Born in 1935, Rimington attended Jesus College, Cambridge , before completing on National Service in the Army. He entered HM Civil Service in 1959 as an official in the Board of Trade .[ 1] From 1965 to 1969, he was a first secretary for economic matters in the British Embassy in New Delhi . After a year at the Department of Trade and Industry , he entered the Department of Employment in 1970. After another period abroad from 1974 (as a counsellor in the UK's permanent representation to the European Economic Community ), he was transferred to the Manpower Services Commission in 1977.[ 2]
In 1981, Rimington became director of the safety policy division of the Health and Safety Executive (HSE), and he was appointed Director-General of the HSE in 1984,[ 1] serving until he retired in 1995.[ 2] He was also a deputy secretary in the Department of Employment from 1984[ 2] and between 1992 and 1995 was Second Permanent Secretary in the department.[ 3] For his service, Rimington was appointed a Companion of the Order of the Bath (CB) in 1987.[ 4] In retirement, he has held a visiting professorship at the University of Strathclyde and delivered the Royal Society for the Prevention of Accidents ' Allan St John Holt Lecture in 2008.[ 1]
Personal life
In 1963 he married Stella Whitehouse, whom he knew from school. In 1984 they separated, with Stella retaining custody of their two daughters. They did not divorce[ 5] because it "seemed a faff", and in later life reconciled, living together during the covid lockdown of 2021 . Stella Rimington commented "It's a good recipe for marriage, I'd say: split up, live separately, and return to it later".[ 6]
References
^ a b c "John Rimington" , History of Occupational Safety and Health (Royal Society for the Prevention of Accidents ). Retrieved 3 February 2022.
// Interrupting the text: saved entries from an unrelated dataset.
//! Enemy definitions
//!
//! Each submodule owns one behavior type and the definitions built on it.
//! The helpers below are the small vocabulary the mode machines share.

pub mod archer;
pub mod charger;
pub mod ghost;
pub mod necromancer;
pub mod slime;
pub mod sorcerer;

pub use archer::{ARCHER, SNIPER};
pub use charger::CHARGER;
pub use ghost::GHOST;
pub use necromancer::{NECROMANCER, NECROMANCER_ADEPT};
pub use slime::{BIG_SLIME, SKELETON, SLIME};
pub use sorcerer::{ARCHMAGE, SORCERER};

use glam::Vec2;
use rand::Rng;

use crate::consts::*;
use crate::sim::bullet::{Bullet, BulletSource};
use crate::sim::collision::circles_intersect;
use crate::sim::enemy::Enemy;
use crate::sim::hero::damage_hero;
use crate::sim::state::{GameState, SoundKey, play_sound};
use crate::{heading, polar_to_cartesian};

/// True if the hero is alive and within `range` of the enemy
pub fn sees_hero(state: &GameState, enemy: &Enemy, range: f32) -> bool {
    state.hero.life > 0.0 && enemy.pos.distance(state.hero.pos) <= range
}

pub fn angle_to_hero(state: &GameState, enemy: &Enemy) -> f32 {
    heading(state.hero.pos - enemy.pos)
}

/// First update since the current mode was entered
pub fn just_entered(enemy: &Enemy) -> bool {
    enemy.mode_time <= FRAME_LENGTH
}

/// Walk to random points on the home disc; returns false if the disc is gone
pub fn wander(state: &mut GameState, enemy: &mut Enemy, speed_factor: f32) -> bool {
    let Some((center, radius)) = state.disc(enemy.home).map(|d| (d.pos, d.radius)) else {
        return false;
    };
    let target = match enemy.params.point("wander") {
        Some(target) => target,
        None => {
            let r = state.rng.random_range(0.0..(radius - enemy.radius).max(1.0));
            let theta = state.rng.random_range(0.0..std::f32::consts::TAU);
            let target = center + polar_to_cartesian(r, theta);
            enemy.params.set_point("wander", target);
            target
        }
    };
    if enemy.move_toward(target, speed_factor) {
        enemy.params.remove("wander");
    }
    true
}

/// Damage the hero on touch, at most once per attack cooldown
pub fn contact_attack(state: &mut GameState, enemy: &mut Enemy) {
    let cooldown = enemy.params.number("contact_cooldown") - FRAME_LENGTH;
    if cooldown > 0.0 {
        enemy.params.set_number("contact_cooldown", cooldown);
        return;
    }
    if state.hero.life > 0.0 && circles_intersect(&*enemy, &state.hero) {
        damage_hero(state, enemy.damage);
        enemy.params.set_number("contact_cooldown", enemy.attack_cooldown());
    } else {
        enemy.params.set_number("contact_cooldown", 0.0);
    }
}

/// Bullet leaving the enemy's edge at `theta`
pub fn enemy_bullet(enemy: &Enemy, theta: f32, speed: f32, radius: f32, duration: f32) -> Bullet {
    Bullet::new(
        BulletSource::Enemy(enemy.id),
        enemy.pos + polar_to_cartesian(enemy.radius, theta),
        polar_to_cartesian(speed, theta),
        radius,
        duration,
        enemy.damage,
    )
}

pub fn fire(state: &mut GameState, bullet: Bullet) {
    state.enemy_bullets.push(bullet);
    play_sound(state, SoundKey::Shoot);
}

/// Evenly spaced headings around a circle starting at `offset`
pub fn ring_angles(count: usize, offset: f32) -> impl Iterator<Item = f32> {
    let step = std::f32::consts::TAU / count.max(1) as f32;
    (0..count).map(move |i| offset + step * i as f32)
}

/// Point `distance` away from `from`, directly away from `threat`
pub fn retreat_point(from: Vec2, threat: Vec2, distance: f32) -> Vec2 {
    from + crate::sim::collision::direction_between(threat, from) * distance
}

/// Spawn a level-3 enemy next to the hero, on the hero's disc
#[cfg(test)]
pub(crate) fn spawn_near_hero(
    state: &mut GameState,
    definition: &'static crate::sim::enemy::EnemyDefinition,
    offset: Vec2,
) -> crate::sim::enemy::EnemyId {
    let home = state.hero.disc.unwrap_or_else(|| panic!("hero is not on a disc"));
    let pos = state.hero.pos + offset;
    state.spawn_enemy(definition, pos, home, 3)
}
^ a b c "Rimington, John David" , Who Was Who (online ed., Oxford University Press , 2021). Retrieved 3 February 2022.
^ Author notes, John Rimington, "Public Management and Administration: a Need for Evolution" , The Political Quarterly , vol. 80, no. 4 (2009), pp. 562โ568.
^ The London Gazette , 30 December 1986 (supplement, issue 50764), p. 3.
^ Rimington, Stella (10 July 2011). "The Perfect Spy". Daily Telegraph .
^ Rimington, Stella (23 April 2022). "I fell into intelligence by chance". Daily Telegraph .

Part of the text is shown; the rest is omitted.